Player Camera
I programmed and maintained the player camera throughout the project, which was a much bigger task than I first expected. I have made first-person cameras before but it was nowhere near the amount of bug fixing and work required for a third-person shooter camera. I ensured we had basic movement during Alpha because the player relied on the camera's direction to know where to go, so I finished a RotateAroundObject function and zoomed by changing FoV during Alpha.
Camera Wall Detection
One of the main issues with making a third-person camera is that you can back up into walls and see through the other side. To fix this we're using two raycasts offset by a small number and checking if anything is in the way of the camera. Our first process was placing the camera at the point the raycast hit, which worked but also screwed up your aiming which would interrupt gameplay. The new method I used is to reduce the offset the camera has to the player when it collides which will not change where the player is aiming.
Camera x,z axis lerping
We wanted a lerping camera so that it followed the player slowly and more naturally, a big problem with this was that when strafing (moving left and right very quickly) the crosshair moved drastically which made it hard to aim.
I fixed this by lerping between the camera's targetPosition and its lerpPosition by the rotation configured to be a value between 0 and 1 matching the camera's rotation with 1 being forward/back and 0 being left and right.
Camera y axis lerping
In our reference game Ratchet & Clank (2016) we noticed that if you jump the camera stays still but when you double jump the player would be out of view for the camera so then it moves with the player. This makes jumping feel much better, especially with precise jumps.
Cinematic Camera
I started making cinematic cameras (later becoming my specialization) in this project, I had planned to make a system for in-game cinematics for a while now so I made this while we were planning the game in preproduction. It was then put on hold up until Alpha/Beta.
Weapon Upgrade
We used the dynamic camera system together with Elin's
animation controller to make a weapon upgrade cinematic. This turned out really nicely.
Cutscene implementation
I continued developing the Splash Screen, intro cutscene, and outro cutscene implementation in this project. We load the entire project while the splash screen and intro cutscene is playing on a separate thread.
Weapon Pointlight
I parented a pointlight to the weapon and quickly programmed functionality to switch the color of the pointlight depending on the current selected weapon.

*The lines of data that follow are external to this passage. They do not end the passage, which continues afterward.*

//! Bidirectional nid ↔ sequence map for one component namespace
//!
//! Both directions live in sparse `AtomicIntArray`s, so memory follows the
//! mapped nids however far apart they are:
//! - `nid_to_sequence[-nid - 1] = sequence + 1` (0 = unmapped)
//! - `sequence_to_nid[sequence] = nid` (0 = unmapped; nids are negative)
//!
//! Reads touch one atomic each and never lock. Writers serialize on
//! `write_lock`, re-check under it, publish `sequence → nid` before
//! `nid → sequence`, and keep the two cardinalities equal.
//!
//! File layout: `i32 size | i32 nextSequence | size × (i32 nid, i32 sequence)`.

use std::path::Path;
use std::sync::atomic::{AtomicU32, AtomicUsize, Ordering};

use parking_lot::Mutex;

use crate::collections::AtomicIntArray;
use crate::observability::{log_event_with_fields, Event};
use crate::store::codec::{count_to_i32, read_count, read_i32, write_i32};
use crate::store::files::{open_if_exists, write_atomically};
use crate::store::{StoreError, StoreResult};

/// Dense sequence numbering for the nids of one component kind.
#[derive(Debug)]
pub struct SequenceMap {
    name: String,
    nid_to_sequence: AtomicIntArray,
    sequence_to_nid: AtomicIntArray,
    next_sequence: AtomicU32,
    nid_count: AtomicUsize,
    sequence_count: AtomicUsize,
    write_lock: Mutex<()>,
}

fn nid_index(nid: i32) -> usize {
    assert!(nid < 0, "nid must be negative, got {}", nid);
    (-(nid as i64) - 1) as usize
}

impl SequenceMap {
    /// Creates an empty map for the namespace `name`.
    pub fn new(name: impl Into<String>) -> Self {
        Self {
            name: name.into(),
            nid_to_sequence: AtomicIntArray::new(),
            sequence_to_nid: AtomicIntArray::new(),
            next_sequence: AtomicU32::new(0),
            nid_count: AtomicUsize::new(0),
            sequence_count: AtomicUsize::new(0),
            write_lock: Mutex::new(()),
        }
    }

    pub fn name(&self) -> &str {
        &self.name
    }

    /// Returns the sequence for `nid`, assigning the next one if it has none.
    ///
    /// # Panics
    ///
    /// Panics if `nid` is not negative.
    pub fn add_nid_if_missing(&self, nid: i32) -> u32 {
        if let Some(sequence) = self.get_sequence(nid) {
            return sequence;
        }

        let _guard = self.write_lock.lock();
        if let Some(sequence) = self.get_sequence(nid) {
            return sequence;
        }

        let sequence = self.next_sequence.fetch_add(1, Ordering::AcqRel);
        assert!(
            sequence < i32::MAX as u32,
            "sequence space exhausted for {}",
            self.name
        );
        self.publish(nid, sequence);
        sequence
    }

    fn publish(&self, nid: i32, sequence: u32) {
        self.sequence_to_nid.set(sequence as usize, nid);
        self.nid_to_sequence.set(nid_index(nid), sequence as i32 + 1);
        self.nid_count.fetch_add(1, Ordering::AcqRel);
        self.sequence_count.fetch_add(1, Ordering::AcqRel);
        self.check_cardinality();
    }

    fn check_cardinality(&self) {
        let nids = self.nid_count.load(Ordering::Acquire);
        let sequences = self.sequence_count.load(Ordering::Acquire);
        assert_eq!(
            nids, sequences,
            "{}: nid→sequence and sequence→nid tables diverged",
            self.name
        );
    }

    /// Returns the sequence assigned to `nid`.
    ///
    /// # Panics
    ///
    /// Panics if `nid` is not negative.
    pub fn get_sequence(&self, nid: i32) -> Option<u32> {
        match self.nid_to_sequence.get(nid_index(nid)) {
            0 => None,
            stored => Some((stored - 1) as u32),
        }
    }

    /// Returns the nid holding `sequence`.
    pub fn get_nid(&self, sequence: u32) -> Option<i32> {
        match self.sequence_to_nid.get(sequence as usize) {
            0 => None,
            nid => Some(nid),
        }
    }

    pub fn contains_nid(&self, nid: i32) -> bool {
        self.get_sequence(nid).is_some()
    }

    /// Drops the mapping for `nid`, returning the sequence it held.
    ///
    /// Used to discard sequences whose component was never persisted. The
    /// sequence is not reused.
    pub fn remove_nid(&self, nid: i32) -> Option<u32> {
        let _guard = self.write_lock.lock();
        let sequence = self.get_sequence(nid)?;
        self.nid_to_sequence.set(nid_index(nid), 0);
        self.sequence_to_nid.set(sequence as usize, 0);
        self.nid_count.fetch_sub(1, Ordering::AcqRel);
        self.sequence_count.fetch_sub(1, Ordering::AcqRel);
        self.check_cardinality();
        Some(sequence)
    }

    /// Number of mapped nids.
    pub fn len(&self) -> usize {
        self.nid_count.load(Ordering::Acquire)
    }

    pub fn is_empty(&self) -> bool {
        self.len() == 0
    }

    /// The sequence the next new nid will receive.
    pub fn next_sequence(&self) -> u32 {
        self.next_sequence.load(Ordering::Acquire)
    }

    /// Returns `(nid, sequence)` pairs in sequence order.
    pub fn entries(&self) -> Vec<(i32, u32)> {
        (0..self.next_sequence())
            .filter_map(|sequence| self.get_nid(sequence).map(|nid| (nid, sequence)))
            .collect()
    }

    /// Returns mapped sequences in ascending order.
    pub fn sequences(&self) -> impl Iterator<Item = u32> + '_ {
        (0..self.next_sequence()).filter(move |sequence| self.get_nid(*sequence).is_some())
    }

    /// Persists the map to `path`.
    pub fn write(&self, path: &Path) -> StoreResult<()> {
        let _guard = self.write_lock.lock();
        let entries = self.entries();
        let size = count_to_i32(entries.len(), "sequence map entry")?;
        let next = self.next_sequence() as i32;

        write_atomically(path, |w| {
            write_i32(w, size)?;
            write_i32(w, next)?;
            for (nid, sequence) in &entries {
                write_i32(w, *nid)?;
                write_i32(w, *sequence as i32)?;
            }
            Ok(())
        })?;

        log_event_with_fields(
            Event::SequenceMapWritten,
            &[("map", &self.name), ("entries", &entries.len().to_string())],
        );
        Ok(())
    }

    /// Loads a map from `path`; a missing file yields an empty map.
    pub fn read(name: impl Into<String>, path: &Path) -> StoreResult<Self> {
        let map = Self::new(name);
        let mut reader = match open_if_exists(path)? {
            Some(reader) => reader,
            None => return Ok(map),
        };

        let corrupt = |reason: String| StoreError::corruption_in_file(path, reason);
        let size = read_count(&mut reader, "sequence map entry").map_err(|e| e.with_path(path))?;
        let next = read_i32(&mut reader)
            .map_err(|e| corrupt(format!("cannot read next sequence: {}", e)))?;
        if next < 0 {
            return Err(corrupt(format!("negative next sequence {}", next)));
        }

        for _ in 0..size {
            let nid = read_i32(&mut reader)
                .map_err(|e| corrupt(format!("truncated entry: {}", e)))?;
            let sequence = read_i32(&mut reader)
                .map_err(|e| corrupt(format!("truncated entry: {}", e)))?;
            if nid >= 0 || sequence < 0 || sequence >= next {
                return Err(corrupt(format!(
                    "invalid entry nid {} sequence {} (next {})",
                    nid, sequence, next
                )));
            }
            if map.contains_nid(nid) || map.get_nid(sequence as u32).is_some() {
                return Err(corrupt(format!("duplicate entry nid {} sequence {}", nid, sequence)));
            }
            map.publish(nid, sequence as u32);
        }
        map.next_sequence.store(next as u32, Ordering::Release);

        log_event_with_fields(
            Event::SequenceMapLoaded,
            &[("map", &map.name), ("entries", &size.to_string())],
        );
        Ok(map)
    }
}

#[cfg(test)]
mod tests {
    use super::*;
    use crate::collections::CHUNK_SIZE;
    use std::sync::Arc;
    use tempfile::TempDir;

    #[test]
    fn test_sequences_start_at_zero_and_are_dense() {
        let map = SequenceMap::new("concept");
        assert_eq!(map.add_nid_if_missing(-1), 0);
        assert_eq!(map.add_nid_if_missing(-7), 1);
        assert_eq!(map.add_nid_if_missing(-3), 2);
        assert_eq!(map.next_sequence(), 3);
    }

    #[test]
    fn test_add_is_idempotent() {
        let map = SequenceMap::new("concept");
        let first = map.add_nid_if_missing(-5);
        assert_eq!(map.add_nid_if_missing(-5), first);
        assert_eq!(map.len(), 1);
    }

    #[test]
    fn test_bidirectional_lookup() {
        let map = SequenceMap::new("semantic");
        let sequence = map.add_nid_if_missing(-42);
        assert_eq!(map.get_sequence(-42), Some(sequence));
        assert_eq!(map.get_nid(sequence), Some(-42));
        assert!(map.contains_nid(-42));
        assert!(!map.contains_nid(-43));
        assert_eq!(map.get_nid(99), None);
    }

    #[test]
    #[should_panic(expected = "nid must be negative")]
    fn test_positive_nid_fails_fast() {
        SequenceMap::new("concept").add_nid_if_missing(5);
    }

    #[test]
    fn test_far_nids_stay_sparse() {
        let map = SequenceMap::new("concept");
        assert_eq!(map.add_nid_if_missing(-50_000_000), 0);
        assert_eq!(map.add_nid_if_missing(i32::MIN), 1);
        assert_eq!(map.add_nid_if_missing(-1), 2);

        assert_eq!(map.get_sequence(i32::MIN), Some(1));
        assert_eq!(map.get_nid(0), Some(-50_000_000));
        assert_eq!(map.get_sequence(-49_999_999), None);
        assert_eq!(map.nid_to_sequence.capacity(), 3 * CHUNK_SIZE);
        assert_eq!(map.sequence_to_nid.capacity(), CHUNK_SIZE);
    }

    #[test]
    fn test_remove_nid_does_not_reuse_sequence() {
        let map = SequenceMap::new("concept");
        map.add_nid_if_missing(-1);
        let removed = map.add_nid_if_missing(-2);
        assert_eq!(map.remove_nid(-2), Some(removed));
        assert_eq!(map.remove_nid(-2), None);
        assert_eq!(map.get_nid(removed), None);
        assert_eq!(map.len(), 1);
        assert_eq!(map.add_nid_if_missing(-3), 2);
    }

    #[test]
    fn test_write_read_round_trip() {
        let temp_dir = TempDir::new().unwrap();
        let path = temp_dir.path().join("concept-sequence.map");

        let map = SequenceMap::new("concept");
        for nid in [-1, -4, -9] {
            map.add_nid_if_missing(nid);
        }
        map.remove_nid(-4);
        map.write(&path).unwrap();

        let reloaded = SequenceMap::read("concept", &path).unwrap();
        assert_eq!(reloaded.entries(), map.entries());
        assert_eq!(reloaded.next_sequence(), 3);
        assert_eq!(reloaded.add_nid_if_missing(-10), 3);
    }

    #[test]
    fn test_read_rejects_positive_nid() {
        let temp_dir = TempDir::new().unwrap();
        let path = temp_dir.path().join("bad.map");
        let mut bytes = Vec::new();
        for value in [1i32, 1, 5, 0] {
            bytes.extend_from_slice(&value.to_be_bytes());
        }
        std::fs::write(&path, bytes).unwrap();

        let err = SequenceMap::read("concept", &path).unwrap_err();
        assert!(err.is_fatal());
    }

    #[test]
    fn test_concurrent_adds_assign_each_nid_once() {
        let map = Arc::new(SequenceMap::new("concept"));
        let handles: Vec<_> = (0..8)
            .map(|_| {
                let map = Arc::clone(&map);
                std::thread::spawn(move || {
                    (1..=500).map(|n| map.add_nid_if_missing(-n)).collect::<Vec<_>>()
                })
            })
            .collect();
        let results: Vec<Vec<u32>> = handles.into_iter().map(|h| h.join().unwrap()).collect();

        for result in &results[1..] {
            assert_eq!(result, &results[0]);
        }
        assert_eq!(map.len(), 500);
        let mut sequences: Vec<u32> = map.sequences().collect();
        sequences.sort_unstable();
        assert_eq!(sequences, (0..500).collect::<Vec<_>>());
    }
}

Crash dumps (exception handler)
During playtests and when level designers use our engine we get tons of crashes, having to rely on words or screenshots of what happened is very tedious and often unhelpful. That's why I programmed an exception handler that creates crash dumps whenever we crash so that we can locate the exact cause of the problem whenever someone crashes.
Discord Bot (Perforce)
During all our projects the busy programmers have always been the ones to make new builds for both the game and the editor. To alleviate the programmers I made a discord bot with a server on my computer using its own perforce workspace. With this bot, anyone from any discipline can run a /build command and then /submit to update the current build. This can also be used to verify if the current build can compile since the bot will tell you.